The ratio of male to female patients is 50/50; ten of the 16 are over 60, three in their fifties, one in their thirties, one in their twenties and one under age 20. Most of the cases, 56%, were related to travel, with a further 19% attributed to close contact with an infected person. However, some cases of community spread began to sprout up in early April, leading to increased concern and calls for heightened social distancing measures. Of the 16 confirmed cases, 25% were attributed to community spread, meaning the patients caught the virus out and about in the area.
The North Bay Parry Sound District Health Unit faced public outcry from people wanting to know exactly where, in the vast district, those cases were located. People argued that knowing cases were present in a particular area would incite residents in those areas to be more careful. However, the Health Unit insisted on giving numbers only by district, distinguishing only 12 cases in the Nipissing (from West Nipissing to Mattawa) area and 4 in the Parry Sound area. The decision was meant to protect the privacy of patients and their medical information, it was explained.
In response to the public pressure, Medical Officer of Health Dr. Jim Chirico put out a video saying vigilance was required all over the district, no matter where the particular cases may be. “We all need to assume COVID-19 is in every community and act now,” he advised. “Most individuals with COVID-19 have no symptoms or mild symptoms and don’t know that they have it, and unknowingly can infect others. If people wait for a positive test result in their community to follow public health recommendations, it is too late.” He further stated that divulging the location of positive cases would not make the community safer, but only satisfy curiosity and compromise patient privacy.
Notably, the freeze in the number of cases coincided with the ramping up of COVID-19 testing in the district, which some thought would lead to a sudden rise in positive cases as more results came in. In West Nipissing, a COVID-19 Assessment Centre was opened on March 30 at the Sturgeon Falls Complex, but with narrow testing criteria, few tests were done in the first days of April. By mid-April, the criteria was relaxed and more people were being tested, with local visits going from 1 to 3 per day to up to 15. The exact figures are added to the district totals, and as of April 29, the North Bay Parry Sound District Health Unit reported 1731 tests had been conducted, and 279 results were still pending.
“Due to a global supply shortage and initial laboratory testing capacity issues, the province was unable to test as frequently as we would have liked,” said Dr. Chirico on April 22, adding that between April 13 and 19, testing more than doubled over the previous week. “Now that supplies are available, the increased testing will help determine how prevalent COVID-19 is in our region.”

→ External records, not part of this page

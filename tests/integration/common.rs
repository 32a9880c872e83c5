use std::env;
use unsent::prelude::*;

/// Creates a client from the environment, with logging enabled
pub fn create_test_client() -> Client {
    setup_logger();
    Client::from_env().expect("UNSENT_API_KEY must be set for integration tests")
}

/// Contact book used by the contact tests
pub fn test_book_id() -> String {
    env::var("UNSENT_TEST_CONTACT_BOOK_ID")
        .expect("UNSENT_TEST_CONTACT_BOOK_ID must be set for contact tests")
}
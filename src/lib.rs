//! Activity and scheduling engine for recurring habit loops: weekly
//! recurrence with midnight-wrapping time windows, a per-day completion
//! ledger, timeline track layout, and alarm synchronization against a
//! pluggable facility.

pub mod application;
pub mod domain;
pub mod infrastructure;

pub use application::alarm_scheduler::{compute_next_fire_time, AlarmScheduler, SyncReport};
pub use application::bootstrap::{bootstrap_workspace, BootstrapResult};
pub use application::loops::{ChangeEvent, LoopService, OverviewResponse};
pub use application::rollover::RolloverService;
pub use application::timeline::{layout_tracks, TimelineSpan};
pub use domain::day_mask::DayMask;
pub use domain::models::{AlarmKind, LedgerEntry, LoopDefinition, ResponseState};
pub use infrastructure::clock::Clock;
pub use infrastructure::error::EngineError;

Despite more relaxed testing criteria, WN General Hospital CEO Cynthia Desormiers stresses that the local assessment centre is not taking walk-ins; people must have an appointment to attend. Individuals who suspect they may have COVID-19 are asked to call their healthcare provider, Telehealth or the Health Unit before they are referred to the centre.
The health authorities also caution against relaxing protective measures too quickly in reaction to the flattening curve, stressing that the low rate of propagation is the result of good social distancing in the area, and this needs to continue while the threat remains high. They point to numbers for all of Ontario, which are still alarming, at 15,728 cases and 996 deaths as of April 29.